(Dataset entries)
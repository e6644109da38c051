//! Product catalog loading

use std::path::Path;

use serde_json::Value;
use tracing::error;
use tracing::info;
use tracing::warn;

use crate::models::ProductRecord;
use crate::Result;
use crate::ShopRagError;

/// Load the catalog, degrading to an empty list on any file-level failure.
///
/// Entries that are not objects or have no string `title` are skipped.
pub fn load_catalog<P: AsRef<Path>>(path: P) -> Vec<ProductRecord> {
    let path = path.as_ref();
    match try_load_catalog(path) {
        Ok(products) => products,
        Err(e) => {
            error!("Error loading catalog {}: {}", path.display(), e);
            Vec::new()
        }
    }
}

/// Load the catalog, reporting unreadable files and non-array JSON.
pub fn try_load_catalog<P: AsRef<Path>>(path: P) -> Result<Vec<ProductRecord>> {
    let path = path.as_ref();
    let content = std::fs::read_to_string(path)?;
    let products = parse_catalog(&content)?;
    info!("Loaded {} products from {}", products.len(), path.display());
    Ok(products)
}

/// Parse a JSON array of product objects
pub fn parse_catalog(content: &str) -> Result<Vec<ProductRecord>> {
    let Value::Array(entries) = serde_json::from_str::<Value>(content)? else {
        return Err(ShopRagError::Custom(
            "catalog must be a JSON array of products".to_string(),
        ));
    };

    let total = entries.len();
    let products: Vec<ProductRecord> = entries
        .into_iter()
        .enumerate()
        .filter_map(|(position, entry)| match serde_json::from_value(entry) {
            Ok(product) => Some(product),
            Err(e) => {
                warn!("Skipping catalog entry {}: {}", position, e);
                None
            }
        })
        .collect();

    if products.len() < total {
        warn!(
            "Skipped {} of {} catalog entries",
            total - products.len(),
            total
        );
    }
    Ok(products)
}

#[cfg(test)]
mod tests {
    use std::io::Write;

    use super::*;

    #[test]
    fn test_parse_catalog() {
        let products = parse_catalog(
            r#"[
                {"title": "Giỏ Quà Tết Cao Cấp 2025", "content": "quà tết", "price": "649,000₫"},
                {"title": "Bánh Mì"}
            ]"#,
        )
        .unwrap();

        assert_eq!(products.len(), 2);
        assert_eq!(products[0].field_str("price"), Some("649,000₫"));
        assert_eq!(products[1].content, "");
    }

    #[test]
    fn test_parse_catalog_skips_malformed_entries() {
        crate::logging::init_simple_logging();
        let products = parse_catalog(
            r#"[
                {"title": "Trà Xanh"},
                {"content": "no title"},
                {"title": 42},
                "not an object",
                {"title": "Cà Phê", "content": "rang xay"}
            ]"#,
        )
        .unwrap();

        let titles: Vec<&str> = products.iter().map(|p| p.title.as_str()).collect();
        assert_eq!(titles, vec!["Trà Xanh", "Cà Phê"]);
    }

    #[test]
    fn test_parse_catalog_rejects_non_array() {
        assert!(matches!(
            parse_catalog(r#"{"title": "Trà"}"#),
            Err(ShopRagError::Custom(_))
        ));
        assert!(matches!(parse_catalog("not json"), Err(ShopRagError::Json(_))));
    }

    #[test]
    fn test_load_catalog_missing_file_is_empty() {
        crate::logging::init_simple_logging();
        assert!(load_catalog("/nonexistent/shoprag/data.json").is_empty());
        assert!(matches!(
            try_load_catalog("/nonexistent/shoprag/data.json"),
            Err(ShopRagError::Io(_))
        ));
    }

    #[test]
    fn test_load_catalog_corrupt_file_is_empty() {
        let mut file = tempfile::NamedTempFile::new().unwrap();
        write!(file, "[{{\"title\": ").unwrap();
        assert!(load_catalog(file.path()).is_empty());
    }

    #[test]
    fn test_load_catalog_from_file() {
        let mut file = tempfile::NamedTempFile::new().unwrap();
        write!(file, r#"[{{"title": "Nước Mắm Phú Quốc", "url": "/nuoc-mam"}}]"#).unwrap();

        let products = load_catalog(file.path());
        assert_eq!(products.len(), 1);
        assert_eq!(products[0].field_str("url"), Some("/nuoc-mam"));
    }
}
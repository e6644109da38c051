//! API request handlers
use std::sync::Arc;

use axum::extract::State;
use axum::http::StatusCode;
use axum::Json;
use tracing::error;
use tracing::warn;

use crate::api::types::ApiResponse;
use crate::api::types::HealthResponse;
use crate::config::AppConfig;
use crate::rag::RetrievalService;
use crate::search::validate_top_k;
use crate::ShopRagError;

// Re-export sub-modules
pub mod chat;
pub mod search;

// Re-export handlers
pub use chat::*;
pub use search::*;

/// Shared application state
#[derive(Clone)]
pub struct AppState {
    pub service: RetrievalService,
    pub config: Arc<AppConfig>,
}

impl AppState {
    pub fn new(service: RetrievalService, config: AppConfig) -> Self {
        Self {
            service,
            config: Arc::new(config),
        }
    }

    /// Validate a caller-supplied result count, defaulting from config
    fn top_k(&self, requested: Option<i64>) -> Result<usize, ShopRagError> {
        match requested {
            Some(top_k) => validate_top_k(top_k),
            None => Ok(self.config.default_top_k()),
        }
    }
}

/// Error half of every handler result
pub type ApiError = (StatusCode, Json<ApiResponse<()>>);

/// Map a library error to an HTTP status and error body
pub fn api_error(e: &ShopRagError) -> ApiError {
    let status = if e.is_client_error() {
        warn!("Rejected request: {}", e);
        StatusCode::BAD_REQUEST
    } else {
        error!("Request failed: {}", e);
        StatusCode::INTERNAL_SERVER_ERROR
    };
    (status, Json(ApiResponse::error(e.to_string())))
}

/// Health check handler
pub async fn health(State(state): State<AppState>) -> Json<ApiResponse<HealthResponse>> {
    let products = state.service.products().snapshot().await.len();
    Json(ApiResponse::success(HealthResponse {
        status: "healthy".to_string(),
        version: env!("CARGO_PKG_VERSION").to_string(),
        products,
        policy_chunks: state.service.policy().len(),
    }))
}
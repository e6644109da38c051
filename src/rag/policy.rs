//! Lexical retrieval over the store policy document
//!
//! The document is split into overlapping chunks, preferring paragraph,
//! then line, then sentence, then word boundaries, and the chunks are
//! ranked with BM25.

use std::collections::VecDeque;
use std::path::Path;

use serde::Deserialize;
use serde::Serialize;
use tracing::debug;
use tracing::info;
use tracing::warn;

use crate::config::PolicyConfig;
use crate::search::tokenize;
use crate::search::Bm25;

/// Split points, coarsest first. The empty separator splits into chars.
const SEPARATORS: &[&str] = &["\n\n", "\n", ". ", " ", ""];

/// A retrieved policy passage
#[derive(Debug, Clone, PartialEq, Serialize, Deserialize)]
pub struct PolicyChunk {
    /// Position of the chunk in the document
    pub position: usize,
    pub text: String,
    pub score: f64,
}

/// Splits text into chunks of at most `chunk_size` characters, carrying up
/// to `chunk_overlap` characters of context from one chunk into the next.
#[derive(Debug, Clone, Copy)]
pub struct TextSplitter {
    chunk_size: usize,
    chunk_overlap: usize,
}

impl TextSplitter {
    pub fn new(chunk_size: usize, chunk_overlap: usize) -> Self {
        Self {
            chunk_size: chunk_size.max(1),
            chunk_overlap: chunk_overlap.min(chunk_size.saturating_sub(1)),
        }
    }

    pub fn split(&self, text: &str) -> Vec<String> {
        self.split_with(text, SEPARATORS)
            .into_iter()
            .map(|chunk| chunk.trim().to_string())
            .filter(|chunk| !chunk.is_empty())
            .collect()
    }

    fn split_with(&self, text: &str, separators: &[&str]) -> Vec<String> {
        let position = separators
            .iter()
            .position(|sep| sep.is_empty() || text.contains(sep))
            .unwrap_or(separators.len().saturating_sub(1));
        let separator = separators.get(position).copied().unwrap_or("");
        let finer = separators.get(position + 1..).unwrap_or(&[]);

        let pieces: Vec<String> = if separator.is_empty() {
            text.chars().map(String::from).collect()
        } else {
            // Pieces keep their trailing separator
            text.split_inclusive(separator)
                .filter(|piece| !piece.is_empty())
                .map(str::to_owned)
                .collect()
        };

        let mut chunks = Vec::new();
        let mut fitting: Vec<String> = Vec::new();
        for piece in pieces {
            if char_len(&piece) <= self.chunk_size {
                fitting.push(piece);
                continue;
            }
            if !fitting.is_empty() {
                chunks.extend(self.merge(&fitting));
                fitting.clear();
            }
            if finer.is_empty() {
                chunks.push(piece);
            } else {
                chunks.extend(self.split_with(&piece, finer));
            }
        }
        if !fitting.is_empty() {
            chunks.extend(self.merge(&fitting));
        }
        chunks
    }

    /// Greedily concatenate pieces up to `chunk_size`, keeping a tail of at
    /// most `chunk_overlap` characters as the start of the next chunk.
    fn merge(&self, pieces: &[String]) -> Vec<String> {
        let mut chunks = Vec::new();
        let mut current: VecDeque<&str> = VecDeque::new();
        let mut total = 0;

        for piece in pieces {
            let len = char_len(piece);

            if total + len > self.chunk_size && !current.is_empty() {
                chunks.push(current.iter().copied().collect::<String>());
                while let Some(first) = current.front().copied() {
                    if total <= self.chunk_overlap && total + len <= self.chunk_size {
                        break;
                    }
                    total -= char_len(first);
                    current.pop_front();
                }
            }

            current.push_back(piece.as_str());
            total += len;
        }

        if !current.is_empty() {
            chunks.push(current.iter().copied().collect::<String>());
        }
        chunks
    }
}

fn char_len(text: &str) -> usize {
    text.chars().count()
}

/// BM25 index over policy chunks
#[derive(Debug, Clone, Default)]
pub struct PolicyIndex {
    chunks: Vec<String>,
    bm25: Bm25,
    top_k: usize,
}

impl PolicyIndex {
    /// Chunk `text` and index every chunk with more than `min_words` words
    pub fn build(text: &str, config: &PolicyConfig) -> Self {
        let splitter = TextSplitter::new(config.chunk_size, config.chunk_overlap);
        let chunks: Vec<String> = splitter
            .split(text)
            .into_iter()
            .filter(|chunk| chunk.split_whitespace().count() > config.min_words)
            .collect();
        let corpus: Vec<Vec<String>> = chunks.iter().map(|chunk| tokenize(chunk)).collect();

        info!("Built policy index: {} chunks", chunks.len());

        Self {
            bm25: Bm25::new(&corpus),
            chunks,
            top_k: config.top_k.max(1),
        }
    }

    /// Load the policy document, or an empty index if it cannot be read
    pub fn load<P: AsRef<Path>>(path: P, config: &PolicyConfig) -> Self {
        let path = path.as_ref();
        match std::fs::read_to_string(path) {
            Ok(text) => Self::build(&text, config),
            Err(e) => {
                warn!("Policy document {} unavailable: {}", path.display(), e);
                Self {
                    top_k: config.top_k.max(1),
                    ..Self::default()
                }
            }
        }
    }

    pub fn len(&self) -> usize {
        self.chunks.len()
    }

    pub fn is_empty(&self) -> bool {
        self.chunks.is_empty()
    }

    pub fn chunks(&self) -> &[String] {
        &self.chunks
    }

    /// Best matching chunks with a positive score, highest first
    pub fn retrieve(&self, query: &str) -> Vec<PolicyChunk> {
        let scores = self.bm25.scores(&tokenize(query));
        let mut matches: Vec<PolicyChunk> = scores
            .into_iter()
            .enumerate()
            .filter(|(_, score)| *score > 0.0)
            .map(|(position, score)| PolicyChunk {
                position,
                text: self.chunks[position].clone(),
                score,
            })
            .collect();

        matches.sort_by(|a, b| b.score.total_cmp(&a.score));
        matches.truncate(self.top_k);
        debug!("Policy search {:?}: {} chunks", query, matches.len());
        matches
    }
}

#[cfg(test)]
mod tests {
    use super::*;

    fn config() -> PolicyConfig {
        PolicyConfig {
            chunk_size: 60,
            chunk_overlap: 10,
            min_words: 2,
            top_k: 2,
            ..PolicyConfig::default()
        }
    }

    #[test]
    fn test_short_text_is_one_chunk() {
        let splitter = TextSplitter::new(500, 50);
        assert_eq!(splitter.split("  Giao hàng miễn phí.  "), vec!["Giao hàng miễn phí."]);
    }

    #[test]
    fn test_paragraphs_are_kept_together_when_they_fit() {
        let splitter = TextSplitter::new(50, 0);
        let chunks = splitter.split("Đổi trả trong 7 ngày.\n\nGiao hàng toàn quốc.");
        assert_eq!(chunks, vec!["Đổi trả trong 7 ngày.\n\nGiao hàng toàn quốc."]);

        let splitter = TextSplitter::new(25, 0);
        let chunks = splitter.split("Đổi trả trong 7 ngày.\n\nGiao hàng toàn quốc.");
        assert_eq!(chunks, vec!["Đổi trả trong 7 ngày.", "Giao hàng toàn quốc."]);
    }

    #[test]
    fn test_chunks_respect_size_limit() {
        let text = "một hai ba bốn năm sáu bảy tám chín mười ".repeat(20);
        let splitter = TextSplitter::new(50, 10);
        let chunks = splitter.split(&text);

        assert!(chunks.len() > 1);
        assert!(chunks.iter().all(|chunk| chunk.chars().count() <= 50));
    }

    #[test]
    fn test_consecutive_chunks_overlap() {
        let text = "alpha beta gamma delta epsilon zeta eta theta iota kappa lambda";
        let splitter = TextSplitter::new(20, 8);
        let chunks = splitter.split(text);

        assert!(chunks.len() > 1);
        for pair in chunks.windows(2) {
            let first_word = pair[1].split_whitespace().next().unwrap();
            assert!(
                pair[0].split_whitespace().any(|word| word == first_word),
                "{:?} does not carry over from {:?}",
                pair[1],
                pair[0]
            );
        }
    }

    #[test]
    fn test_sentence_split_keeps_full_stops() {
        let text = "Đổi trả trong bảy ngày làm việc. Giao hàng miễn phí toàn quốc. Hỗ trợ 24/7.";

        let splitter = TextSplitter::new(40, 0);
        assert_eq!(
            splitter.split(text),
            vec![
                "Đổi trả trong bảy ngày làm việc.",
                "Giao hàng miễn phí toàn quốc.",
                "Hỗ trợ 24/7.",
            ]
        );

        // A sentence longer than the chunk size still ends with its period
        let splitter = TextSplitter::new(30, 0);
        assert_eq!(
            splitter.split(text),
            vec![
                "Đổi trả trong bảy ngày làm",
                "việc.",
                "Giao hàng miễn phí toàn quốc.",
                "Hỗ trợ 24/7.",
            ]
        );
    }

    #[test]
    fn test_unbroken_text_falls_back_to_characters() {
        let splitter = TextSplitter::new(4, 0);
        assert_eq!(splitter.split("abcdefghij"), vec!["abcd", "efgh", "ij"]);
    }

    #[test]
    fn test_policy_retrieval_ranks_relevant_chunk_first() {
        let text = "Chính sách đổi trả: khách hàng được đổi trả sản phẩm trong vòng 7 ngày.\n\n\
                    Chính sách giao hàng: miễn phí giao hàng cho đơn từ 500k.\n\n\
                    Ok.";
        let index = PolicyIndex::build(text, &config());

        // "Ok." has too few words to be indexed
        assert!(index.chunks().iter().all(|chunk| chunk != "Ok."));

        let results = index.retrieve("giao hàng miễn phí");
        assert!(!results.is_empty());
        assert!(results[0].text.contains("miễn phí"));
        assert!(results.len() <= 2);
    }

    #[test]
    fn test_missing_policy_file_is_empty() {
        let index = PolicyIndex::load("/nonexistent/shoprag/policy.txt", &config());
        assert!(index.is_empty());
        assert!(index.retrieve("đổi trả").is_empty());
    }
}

Work item:
Only the lines from the one containing "vòng 7 ngày.\n\n\" through the end of the records above belong in the output, each exactly as it stands, both ends included.

Exercise answer:
        let text = "Chính sách đổi trả: khách hàng được đổi trả sản phẩm trong vòng 7 ngày.\n\n\
                    Chính sách giao hàng: miễn phí giao hàng cho đơn từ 500k.\n\n\
                    Ok.";
        let index = PolicyIndex::build(text, &config());

        // "Ok." has too few words to be indexed
        assert!(index.chunks().iter().all(|chunk| chunk != "Ok."));

        let results = index.retrieve("giao hàng miễn phí");
        assert!(!results.is_empty());
        assert!(results[0].text.contains("miễn phí"));
        assert!(results.len() <= 2);
    }

    #[test]
    fn test_missing_policy_file_is_empty() {
        let index = PolicyIndex::load("/nonexistent/shoprag/policy.txt", &config());
        assert!(index.is_empty());
        assert!(index.retrieve("đổi trả").is_empty());
    }
}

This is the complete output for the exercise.